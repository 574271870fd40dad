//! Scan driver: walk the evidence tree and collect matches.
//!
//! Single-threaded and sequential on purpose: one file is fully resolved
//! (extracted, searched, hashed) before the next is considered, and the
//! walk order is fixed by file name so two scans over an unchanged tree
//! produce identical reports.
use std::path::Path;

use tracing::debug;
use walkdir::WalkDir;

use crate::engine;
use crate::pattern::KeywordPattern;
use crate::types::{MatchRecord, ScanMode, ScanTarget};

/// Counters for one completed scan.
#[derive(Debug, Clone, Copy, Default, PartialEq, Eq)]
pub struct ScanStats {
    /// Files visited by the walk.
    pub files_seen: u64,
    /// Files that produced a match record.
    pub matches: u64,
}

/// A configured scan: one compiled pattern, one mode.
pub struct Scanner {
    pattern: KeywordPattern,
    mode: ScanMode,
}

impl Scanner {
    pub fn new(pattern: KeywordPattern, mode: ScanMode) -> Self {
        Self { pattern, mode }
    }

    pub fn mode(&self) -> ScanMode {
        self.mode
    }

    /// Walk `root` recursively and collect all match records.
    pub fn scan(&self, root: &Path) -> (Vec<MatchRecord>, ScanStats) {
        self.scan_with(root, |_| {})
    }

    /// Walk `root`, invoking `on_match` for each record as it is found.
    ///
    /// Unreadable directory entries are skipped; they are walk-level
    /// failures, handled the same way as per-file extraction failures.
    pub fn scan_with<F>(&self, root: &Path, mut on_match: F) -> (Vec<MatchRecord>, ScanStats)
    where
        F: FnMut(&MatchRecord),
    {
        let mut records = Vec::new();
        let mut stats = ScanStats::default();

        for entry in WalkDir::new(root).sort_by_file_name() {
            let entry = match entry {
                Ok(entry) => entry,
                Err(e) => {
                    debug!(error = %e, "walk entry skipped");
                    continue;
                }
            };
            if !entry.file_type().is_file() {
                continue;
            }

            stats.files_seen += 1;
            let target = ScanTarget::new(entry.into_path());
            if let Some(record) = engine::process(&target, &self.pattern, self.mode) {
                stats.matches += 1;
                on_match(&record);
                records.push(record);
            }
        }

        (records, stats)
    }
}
--
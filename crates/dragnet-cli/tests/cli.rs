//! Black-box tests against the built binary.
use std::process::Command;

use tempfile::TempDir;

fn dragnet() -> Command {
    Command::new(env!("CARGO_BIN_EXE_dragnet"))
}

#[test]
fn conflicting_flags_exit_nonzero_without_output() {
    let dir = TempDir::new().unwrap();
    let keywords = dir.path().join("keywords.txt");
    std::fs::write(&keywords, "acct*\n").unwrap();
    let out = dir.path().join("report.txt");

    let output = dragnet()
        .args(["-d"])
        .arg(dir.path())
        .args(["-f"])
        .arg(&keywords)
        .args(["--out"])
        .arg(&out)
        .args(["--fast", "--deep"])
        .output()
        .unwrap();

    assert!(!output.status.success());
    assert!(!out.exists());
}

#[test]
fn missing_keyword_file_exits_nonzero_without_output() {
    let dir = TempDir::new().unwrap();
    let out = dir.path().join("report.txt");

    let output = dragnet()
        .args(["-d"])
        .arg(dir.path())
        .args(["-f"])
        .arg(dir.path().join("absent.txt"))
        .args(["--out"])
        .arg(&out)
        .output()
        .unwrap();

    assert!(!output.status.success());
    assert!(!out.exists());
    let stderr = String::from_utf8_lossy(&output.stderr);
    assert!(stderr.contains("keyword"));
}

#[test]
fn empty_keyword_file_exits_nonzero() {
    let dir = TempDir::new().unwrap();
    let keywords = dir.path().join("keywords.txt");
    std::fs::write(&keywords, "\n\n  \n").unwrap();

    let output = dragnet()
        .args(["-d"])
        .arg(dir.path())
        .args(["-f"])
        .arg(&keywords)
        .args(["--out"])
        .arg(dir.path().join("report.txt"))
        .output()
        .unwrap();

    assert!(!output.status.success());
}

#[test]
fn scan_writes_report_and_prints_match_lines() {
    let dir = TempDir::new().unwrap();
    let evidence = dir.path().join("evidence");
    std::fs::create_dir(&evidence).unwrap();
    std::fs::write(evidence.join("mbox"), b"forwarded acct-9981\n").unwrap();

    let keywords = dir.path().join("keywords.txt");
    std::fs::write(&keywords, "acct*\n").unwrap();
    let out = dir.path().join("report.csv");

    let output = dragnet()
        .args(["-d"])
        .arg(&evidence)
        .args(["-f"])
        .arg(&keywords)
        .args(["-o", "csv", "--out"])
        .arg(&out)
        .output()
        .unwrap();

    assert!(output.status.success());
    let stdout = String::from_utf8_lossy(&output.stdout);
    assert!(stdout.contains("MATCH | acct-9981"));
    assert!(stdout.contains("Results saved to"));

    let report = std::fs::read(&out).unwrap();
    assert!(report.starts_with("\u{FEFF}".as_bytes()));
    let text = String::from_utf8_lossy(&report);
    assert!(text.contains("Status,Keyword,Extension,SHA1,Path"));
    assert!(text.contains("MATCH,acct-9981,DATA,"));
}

ASSIGNMENT - All lines above between those holding "repository 574271870fd40dad" and "per-file extraction failures.", inclusive, must be set down unchanged, and no other line may be included.

ANSWER SPACE -
repository 574271870fd40dad
//! Scan driver: walk the evidence tree and collect matches.
//!
//! Single-threaded and sequential on purpose: one file is fully resolved
//! (extracted, searched, hashed) before the next is considered, and the
//! walk order is fixed by file name so two scans over an unchanged tree
//! produce identical reports.
use std::path::Path;

use tracing::debug;
use walkdir::WalkDir;

use crate::engine;
use crate::pattern::KeywordPattern;
use crate::types::{MatchRecord, ScanMode, ScanTarget};

/// Counters for one completed scan.
#[derive(Debug, Clone, Copy, Default, PartialEq, Eq)]
pub struct ScanStats {
    /// Files visited by the walk.
    pub files_seen: u64,
    /// Files that produced a match record.
    pub matches: u64,
}

/// A configured scan: one compiled pattern, one mode.
pub struct Scanner {
    pattern: KeywordPattern,
    mode: ScanMode,
}

impl Scanner {
    pub fn new(pattern: KeywordPattern, mode: ScanMode) -> Self {
        Self { pattern, mode }
    }

    pub fn mode(&self) -> ScanMode {
        self.mode
    }

    /// Walk `root` recursively and collect all match records.
    pub fn scan(&self, root: &Path) -> (Vec<MatchRecord>, ScanStats) {
        self.scan_with(root, |_| {})
    }

    /// Walk `root`, invoking `on_match` for each record as it is found.
    ///
    /// Unreadable directory entries are skipped; they are walk-level
    /// failures, handled the same way as per-file extraction failures.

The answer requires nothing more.